Release Validation Runbook

End-to-end test procedure for a Nquiry release. Runs the full greenfield install → upgrade → rollback cycle against the JE-Vectors-test AWS account (961381384763) before a release is recommended to customers.

Who runs this. JE Vectors release engineering. Not customer-facing — customers operate the rollback runbook on their own environments. This runbook validates that the mechanisms we ship to customers actually work end-to-end.

When to run it

Before recommending any release to a customer. This is the explicit gate.
After any change to infrastructure/terraform/, .github/workflows/release-publish.yml, or the apply.sh wrapper. These touch the customer-deployable surface; regressions here are not caught by unit tests.
As the closing event for the NQU-645 deployment-automation initiative — running this against v0.1.0 is what flips NQU-645 to Done.

Prerequisites

Before starting, confirm each item. If any fails, fix it before proceeding — the runbook assumes all preflight items are green.

AWS access

aws sso login --profile je-vectors-test succeeds.
AWS_PROFILE=je-vectors-test aws sts get-caller-identity returns account 961381384763.
You have admin-or-equivalent in the JE-Vectors-test account (the test creates and destroys VPCs, RDS, ECS, etc).

Release artifact

The target Git tag (e.g., v0.1.0) exists on origin/main. List with git tag -l 'v*' --sort=-v:refname | head -5.
The tag's infrastructure/terraform/modules/nquiry-stack/VERSION matches the tag name. Verify: git show <tag>:infrastructure/terraform/modules/nquiry-stack/VERSION | tr -d '[:space:]'.
The release-publish.yml workflow has completed successfully for the tag. Check: gh run list --workflow=release-publish.yml --branch <tag> --limit 1.
The image is pullable from ECR Public. Verify: docker manifest inspect public.ecr.aws/<alias>/nquiry-app:<tag>.

Test environment hygiene

No prior customer-greenfield stack exists in JE-Vectors-test. Verify: terraform -chdir=infrastructure/terraform/environments/customer-greenfield show 2>&1 | grep -q "no state" || terraform -chdir=infrastructure/terraform/environments/customer-greenfield destroy -auto-approve — and confirm clean.
RDS snapshot quota in us-east-1 has headroom (the test creates 2+ snapshots). Check: aws rds describe-account-attributes --region us-east-1.
No leftover ECR images from prior test runs polluting the registry. Optional cleanup: aws ecr batch-delete-image for the customer-greenfield repo.

Recording

You have a results capture target ready: create docs/working/nqu-645-validation-<YYYY-MM-DD>.md and paste outputs as you go. Goal is a single artifact future runs can diff against.

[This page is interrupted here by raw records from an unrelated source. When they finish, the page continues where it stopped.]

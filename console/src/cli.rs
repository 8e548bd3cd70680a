//! Command-line arguments
//!
//! Copyright (c) 2025 Mohammad Atashi <mohammadaliatashi@icloud.com>

use std::path::PathBuf;

use clap::Parser;
use pagesim_core::{AlgorithmId, ClientConfig, ConfigError, FormState, Speed};

/// Step through FIFO, LRU and Optimal page replacement on a reference string.
#[derive(Parser, Debug)]
#[command(name = "pagesim")]
#[command(author, version, about, long_about = None)]
pub struct Cli {
    /// JSON configuration file
    #[arg(short = 'c', long = "config", env = "PAGESIM_CONFIG")]
    pub config: Option<PathBuf>,

    /// Base URL of the computation service
    #[arg(short = 'u', long = "base-url")]
    pub base_url: Option<String>,

    /// Initial frame count
    #[arg(short = 'f', long = "frames")]
    pub frames: Option<u32>,

    /// Initial reference string
    #[arg(short = 'r', long = "reference")]
    pub reference: Option<String>,

    /// Algorithms to preselect, comma separated
    #[arg(short = 'a', long = "algorithms", value_delimiter = ',')]
    pub algorithms: Vec<String>,

    /// Playback speed: fast, medium or slow
    #[arg(short = 's', long = "speed")]
    pub speed: Option<Speed>,

    /// Length of generated random reference strings
    #[arg(long = "random-length")]
    pub random_length: Option<usize>,

    /// Disable colored output
    #[arg(long = "no-color")]
    pub no_color: bool,
}

impl Cli {
    /// Layer the configuration: file, then environment, then flags
    pub fn load_config(&self) -> Result<ClientConfig, ConfigError> {
        let base = match &self.config {
            Some(path) => ClientConfig::from_file(path)?,
            None => ClientConfig::default(),
        };
        let config = self.apply(base.with_env_overrides()?);
        config.validate()?;
        Ok(config)
    }

    /// Apply the flags that were given on top of `config`
    pub fn apply(&self, mut config: ClientConfig) -> ClientConfig {
        if let Some(base_url) = &self.base_url {
            config.base_url = base_url.clone();
        }
        if let Some(speed) = self.speed {
            config.default_speed = speed;
        }
        if let Some(length) = self.random_length {
            config.random_length = length;
        }
        if self.no_color {
            config.color = false;
        }
        config
    }

    /// Prefill the form from the flags
    pub fn prefill(&self, form: &mut FormState) {
        if let Some(frames) = self.frames {
            form.frames = frames.to_string();
        }
        if let Some(reference) = &self.reference {
            form.reference_string = reference.clone();
        }
        for name in &self.algorithms {
            let id = AlgorithmId::new(name.as_str());
            if !form.algorithms.set_selected(&id, true) {
                log::warn!("unknown algorithm {id:?} ignored");
            }
        }
    }
}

Phase A — Preflight checks

These are read-only. If any fails, do not start Phase B — fix the preflight issue first.

export AWS_PROFILE=je-vectors-test
cd infrastructure/terraform/environments/customer-greenfield

A1: terraform init -input=false succeeds. Confirms the S3 backend in JE-Vectors-test is reachable and the state lock table exists.
A2: terraform validate returns "Success! The configuration is valid."
A3: aws bedrock list-foundation-models --region us-east-1 --query 'modelSummaries[?modelLifecycle.status==ACTIVE && contains([\anthropic.claude-sonnet-4-6`, `anthropic.claude-haiku-4-5-20251001-v1:0`, `amazon.titan-embed-text-v2:0`, `cohere.rerank-v3-5:0`], modelId)]'` returns four entries.
A4: terraform plan -out=preflight.plan succeeds and shows ~150 resources to be created. No resources shown as "destroy" or "replace" — the env is fresh.
A5: Discard the plan: rm preflight.plan.

Phase B — Greenfield install

Capture timing for each step. The release notes claim 15–25 minutes total apply; verify on your run.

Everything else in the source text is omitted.